Published On: 13 October 2021Categories: Stories

Faye Hodgetts is the face, voice and heart of Loaves and Fishes and Devonport Chaplaincy, taking all calls and greeting guests to the office in Don Road, Devonport.

Faye has the right mix of knowledge and compassion for those seeking food, information or simply to be heard when they make contact.

And it’s never been about the money for Faye, who worked voluntarily for six years with Loaves and Fishes and our predecessor, SecondBite, before being offered a business administration traineeship in April.

The former Anvers chocolatier has also volunteered at the RSPCA, an aged care centre at Latrobe, and at the Masters Games before discovering the emergency food relief organisation.

“It’s about giving back,” she said.

“My husband has a good job and we have enough money,” she said.

Giving back because ‘I can”

“I want to give back because I can.

“I also know what it’s like to struggle financially, having grown up in Housing Commission suburbs around Hobart.

“I wore second hand clothes, got bullied, couldn’t afford to go on school excursions or away for school holidays. Our parents always made Christmas special with decorations and nice food, even though they couldn’t afford to buy us the presents we wanted.

“There were times when my parents had to ask for help.”
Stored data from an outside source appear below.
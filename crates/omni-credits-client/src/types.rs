//! Request and response types for the omni-credits API.

use serde::{Deserialize, Serialize};

/// Tool kinds known to the pricing engine, as wire strings.
///
/// The server validates these; the client passes them through.
pub mod tools {
    /// Text translation, metered per word.
    pub const TRANSLATION: &str = "translation";
    /// Audio transcription, metered per audio-second.
    pub const TRANSCRIPTION: &str = "transcription";
    /// Image text recognition, metered per page.
    pub const OCR: &str = "ocr";
    /// Document conversion, metered per page.
    pub const PDF_CONVERSION: &str = "pdf_conversion";
    /// Image generation, metered per image.
    pub const IMAGE_GENERATION: &str = "image_generation";
    /// Video generation, metered per video-second.
    pub const VIDEO_GENERATION: &str = "video_generation";
}

/// Charge request for a completed metered operation.
#[derive(Debug, Clone, Serialize)]
pub struct ChargeRequest {
    /// Unique event ID for idempotency.
    pub event_id: String,
    /// User ID being charged.
    pub user_id: String,
    /// Tool kind (see [`tools`]).
    pub tool: String,
    /// Final measured quantity in the tool's unit.
    pub quantity: f64,
    /// Input size in bytes.
    pub input_size: u64,
    /// Output size in bytes.
    pub output_size: u64,
    /// Additional metadata.
    #[serde(skip_serializing_if = "Option::is_none")]
    pub metadata: Option<serde_json::Value>,
}

/// Charge response.
#[derive(Debug, Clone, Deserialize)]
pub struct ChargeResponse {
    /// Whether the charge was recorded.
    pub success: bool,
    /// Credits deducted.
    pub credits_used: i64,
    /// New balance after deduction.
    pub balance_credits: i64,
    /// Transaction ID.
    pub transaction_id: String,
}

/// Balance check request.
#[derive(Debug, Clone, Serialize)]
pub struct CheckCreditsRequest {
    /// User ID to check.
    pub user_id: String,
    /// Required amount in credits.
    pub required_credits: i64,
}

/// Balance check response.
#[derive(Debug, Clone, Deserialize)]
pub struct CheckCreditsResponse {
    /// Whether the user has sufficient balance.
    pub sufficient: bool,
    /// Current balance.
    pub balance_credits: i64,
    /// Required amount.
    pub required_credits: i64,
}

/// Balance response for user-facing calls.
#[derive(Debug, Clone, Deserialize)]
pub struct BalanceResponse {
    /// Current balance in credits.
    pub balance_credits: i64,
}

/// API error envelope returned by the service.
#[derive(Debug, Clone, Deserialize)]
pub struct ApiErrorResponse {
    /// Error details.
    pub error: ApiErrorBody,
}

/// API error body.
#[derive(Debug, Clone, Deserialize)]
pub struct ApiErrorBody {
    /// Stable error code.
    pub code: String,
    /// Human-readable message.
    pub message: String,
    /// Structured details, when present.
    #[serde(default)]
    pub details: Option<serde_json::Value>,
}
//! API error types and responses.

use axum::http::StatusCode;
use axum::response::{IntoResponse, Response};
use axum::Json;
use serde::Serialize;

use omni_credits_core::{PromoRejection, ReferralRejection};

/// API error type.
#[derive(Debug, thiserror::Error)]
pub enum ApiError {
    /// Unauthorized - missing or invalid credentials.
    #[error("unauthorized")]
    Unauthorized,

    /// Resource not found.
    #[error("not found: {0}")]
    NotFound(String),

    /// Bad request - invalid input.
    #[error("bad request: {0}")]
    BadRequest(String),

    /// Conflict - resource already exists or invalid state transition.
    #[error("conflict: {0}")]
    Conflict(String),

    /// Amount must be positive.
    #[error("invalid amount: {0}")]
    InvalidAmount(String),

    /// Insufficient credits.
    #[error("insufficient credits: balance={balance}, required={required}")]
    InsufficientCredits {
        /// Current balance.
        balance: i64,
        /// Required amount.
        required: i64,
    },

    /// Duplicate usage event (idempotency).
    #[error("duplicate event: {0}")]
    DuplicateEvent(String),

    /// Webhook signature did not verify.
    #[error("invalid webhook signature")]
    InvalidSignature,

    /// Too many requests for a rate-limited endpoint.
    #[error("rate limit exceeded")]
    RateLimited,

    /// Promo rejection that escaped the handler's outcome branching.
    #[error("promo rejected: {0}")]
    Promo(#[from] PromoRejection),

    /// Referral operation rejected.
    #[error("referral rejected: {0}")]
    Referral(#[from] ReferralRejection),

    /// Internal server error.
    #[error("internal error: {0}")]
    Internal(String),

    /// External service error.
    #[error("external service error: {0}")]
    ExternalService(String),
}

/// JSON error response body.
#[derive(Debug, Serialize)]
struct ErrorResponse {
    error: ErrorBody,
}

#[derive(Debug, Serialize)]
struct ErrorBody {
    code: String,
    message: String,
    #[serde(skip_serializing_if = "Option::is_none")]
    details: Option<serde_json::Value>,
}

impl IntoResponse for ApiError {
    fn into_response(self) -> Response {
        let (status, code, message, details) = match &self {
            Self::Unauthorized => (
                StatusCode::UNAUTHORIZED,
                "unauthorized",
                self.to_string(),
                None,
            ),
            Self::NotFound(msg) => (StatusCode::NOT_FOUND, "not_found", msg.clone(), None),
            Self::BadRequest(msg) => (StatusCode::BAD_REQUEST, "bad_request", msg.clone(), None),
            Self::Conflict(msg) => (StatusCode::CONFLICT, "conflict", msg.clone(), None),
            Self::InvalidAmount(msg) => {
                (StatusCode::BAD_REQUEST, "invalid_amount", msg.clone(), None)
            }
            Self::InsufficientCredits { balance, required } => (
                StatusCode::PAYMENT_REQUIRED,
                "insufficient_credits",
                self.to_string(),
                Some(serde_json::json!({
                    "balance": balance,
                    "required": required
                })),
            ),
            Self::DuplicateEvent(id) => (
                StatusCode::CONFLICT,
                "duplicate_event",
                format!("Event {id} already processed"),
                None,
            ),
            Self::InvalidSignature => (
                StatusCode::BAD_REQUEST,
                "invalid_signature",
                self.to_string(),
                None,
            ),
            Self::RateLimited => (
                StatusCode::TOO_MANY_REQUESTS,
                "rate_limited",
                self.to_string(),
                None,
            ),
            Self::Promo(rejection) => (
                StatusCode::UNPROCESSABLE_ENTITY,
                rejection.error_code(),
                rejection.to_string(),
                None,
            ),
            Self::Referral(rejection) => {
                let status = match rejection {
                    ReferralRejection::CodeGenerationExhausted => {
                        StatusCode::INTERNAL_SERVER_ERROR
                    }
                    ReferralRejection::SelfReferral | ReferralRejection::AlreadyReferred => {
                        StatusCode::CONFLICT
                    }
                };
                (status, rejection.error_code(), rejection.to_string(), None)
            }
            Self::Internal(msg) => {
                tracing::error!(error = %msg, "Internal server error");
                (
                    StatusCode::INTERNAL_SERVER_ERROR,
                    "internal_error",
                    "An internal error occurred".to_string(),
                    None,
                )
            }
            Self::ExternalService(msg) => (
                StatusCode::BAD_GATEWAY,
                "external_service_error",
                msg.clone(),
                None,
            ),
        };

        let body = ErrorResponse {
            error: ErrorBody {
                code: code.to_string(),
                message,
                details,
            },
        };

        (status, Json(body)).into_response()
    }
}

impl From<omni_credits_store::StoreError> for ApiError {
    fn from(err: omni_credits_store::StoreError) -> Self {
        use omni_credits_store::StoreError;

        match err {
            StoreError::NotFound => Self::NotFound("Resource not found".into()),
            StoreError::InsufficientCredits { balance, required } => {
                Self::InsufficientCredits { balance, required }
            }
            StoreError::DuplicateEvent { event_id } => Self::DuplicateEvent(event_id),
            StoreError::DuplicateSession { session_id } => {
                Self::Conflict(format!("Payment session {session_id} already processed"))
            }
            StoreError::PromoRejected(rejection) => Self::Promo(rejection),
            StoreError::AlreadyReferred => Self::Referral(ReferralRejection::AlreadyReferred),
            StoreError::ReferralCodeTaken { code } => {
                Self::Conflict(format!("Referral code {code} already taken"))
            }
            StoreError::Database(msg) | StoreError::Serialization(msg) => Self::Internal(msg),
        }
    }
}
//! Webhook signature primitives.
//!
//! The payment provider signs each delivery with HMAC-SHA256 over
//! `"<timestamp>.<raw body>"` and sends the result in a
//! `t=<timestamp>,v1=<hex>[,v1=<hex>...]` header. This module owns the
//! header parsing and the comparison; the Stripe client composes them.

use std::str::FromStr;

use hmac::{Hmac, Mac};
use sha2::Sha256;

type HmacSha256 = Hmac<Sha256>;

/// Hex-encoded HMAC-SHA256 of `message` under `secret`.
///
/// # Panics
///
/// Never panics in practice: HMAC accepts keys of any length, so
/// `new_from_slice` cannot fail for SHA-256.
#[must_use]
pub fn hmac_sha256_hex(secret: &[u8], message: &[u8]) -> String {
    let mut mac = HmacSha256::new_from_slice(secret).expect("HMAC-SHA256 accepts any key size");
    mac.update(message);
    hex::encode(mac.finalize().into_bytes())
}

/// Compare two byte strings without leaking the mismatch position.
#[must_use]
pub fn constant_time_eq(a: &[u8], b: &[u8]) -> bool {
    if a.len() != b.len() {
        return false;
    }
    a.iter().zip(b).fold(0u8, |acc, (x, y)| acc | (x ^ y)) == 0
}

/// A parsed `stripe-signature` header.
#[derive(Debug, Clone)]
pub struct SignatureHeader {
    /// The `t=` timestamp, included in the signed payload.
    pub timestamp: String,
    /// All `v1=` candidate signatures. Providers send more than one while
    /// rolling a secret.
    pub candidates: Vec<String>,
}

impl SignatureHeader {
    /// Check whether any candidate matches the expected signature for
    /// `payload` under `secret`.
    #[must_use]
    pub fn matches(&self, secret: &str, payload: &str) -> bool {
        let signed_payload = format!("{}.{payload}", self.timestamp);
        let expected = hmac_sha256_hex(secret.as_bytes(), signed_payload.as_bytes());

        self.candidates
            .iter()
            .any(|candidate| constant_time_eq(expected.as_bytes(), candidate.as_bytes()))
    }
}

/// Header parse failure; carries no detail since the only response is 400.
#[derive(Debug, Clone, Copy, PartialEq, Eq)]
pub struct MalformedSignatureHeader;

impl FromStr for SignatureHeader {
    type Err = MalformedSignatureHeader;

    fn from_str(s: &str) -> Result<Self, Self::Err> {
        let mut timestamp = None;
        let mut candidates = Vec::new();

        for part in s.split(',') {
            match part.split_once('=') {
                Some(("t", value)) => timestamp = Some(value.to_string()),
                Some(("v1", value)) => candidates.push(value.to_string()),
                _ => {}
            }
        }

        match (timestamp, candidates.is_empty()) {
            (Some(timestamp), false) => Ok(Self {
                timestamp,
                candidates,
            }),
            _ => Err(MalformedSignatureHeader),
        }
    }
}

#[cfg(test)]
mod tests {
    use super::*;

    #[test]
    fn hmac_is_deterministic_hex() {
        let a = hmac_sha256_hex(b"secret", b"message");
        let b = hmac_sha256_hex(b"secret", b"message");
        assert_eq!(a, b);
        assert_eq!(a.len(), 64);
        assert_ne!(a, hmac_sha256_hex(b"secret", b"other message"));
    }

    #[test]
    fn constant_time_eq_semantics() {
        assert!(constant_time_eq(b"abc", b"abc"));
        assert!(constant_time_eq(b"", b""));
        assert!(!constant_time_eq(b"abc", b"abd"));
        assert!(!constant_time_eq(b"abc", b"ab"));
        assert!(!constant_time_eq(b"abc", b"ABC"));
    }

    #[test]
    fn parses_single_signature_header() {
        let header: SignatureHeader = "t=1700000000,v1=deadbeef".parse().unwrap();
        assert_eq!(header.timestamp, "1700000000");
        assert_eq!(header.candidates, vec!["deadbeef".to_string()]);
    }

    #[test]
    fn parses_rolling_secret_header() {
        let header: SignatureHeader = "t=1700000000,v1=aaaa,v1=bbbb".parse().unwrap();
        assert_eq!(header.candidates.len(), 2);
    }

    #[test]
    fn rejects_header_without_timestamp_or_signature() {
        assert!("v1=deadbeef".parse::<SignatureHeader>().is_err());
        assert!("t=1700000000".parse::<SignatureHeader>().is_err());
        assert!("garbage".parse::<SignatureHeader>().is_err());
    }

    #[test]
    fn matches_checks_signed_payload() {
        let payload = r#"{"id":"evt_1"}"#;
        let signature = hmac_sha256_hex(b"whsec_test", format!("1700000000.{payload}").as_bytes());
        let header: SignatureHeader = format!("t=1700000000,v1={signature}").parse().unwrap();

        assert!(header.matches("whsec_test", payload));
        assert!(!header.matches("whsec_other", payload));
        assert!(!header.matches("whsec_test", r#"{"id":"evt_2"}"#));
    }
}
The mother of two takes about six calls a day from people needing emergency food relief. There’s at least one walk-in a week. They range from women escaping domestic violence, children worried about frail parents unable to get to the shops or to afford food, migrants, students, and families who can’t get enough food.

Everyone gets Faye’s full attention. She listens to their stories and then meets the need.

She almost knows by heart the 220 agencies where Loaves and Fishes delivers food and hope to Tasmanians doing it tough. If unsure, she refers to a nearby volume of neatly bound, laminated sheets she has compiled from various sources. These contain a range of services, from housing and health care, to clothing and food.

“I love feeling like I’ve helped someone by pointing them in the right direction,” she said.

“Some of the stories really get to you.

“I also didn’t realise the extent of the need until I started working here. And, it’s certainly grown.”

Faye said she had become a more skilled listener and communicator as a result of the studies in her traineeship.

Loaves and Fishes general manager Aaron Kropf said Faye exemplified the organisational culture.

“She works hard, she cares, and nothing is too much trouble,” he said.

“The fact that she worked for so long as a volunteer speaks to her willingness to serve unconditionally.

“Faye has also taken the time to learn all there is about the organisation, to improve her skills, and to train others.

“We are proud to have her as a much-loved and respected member of staff.”

Faye said she was grateful for the opportunity to work at Loaves and Fishes, and previously SecondBite.

“They saw something in me and I’m thankful.”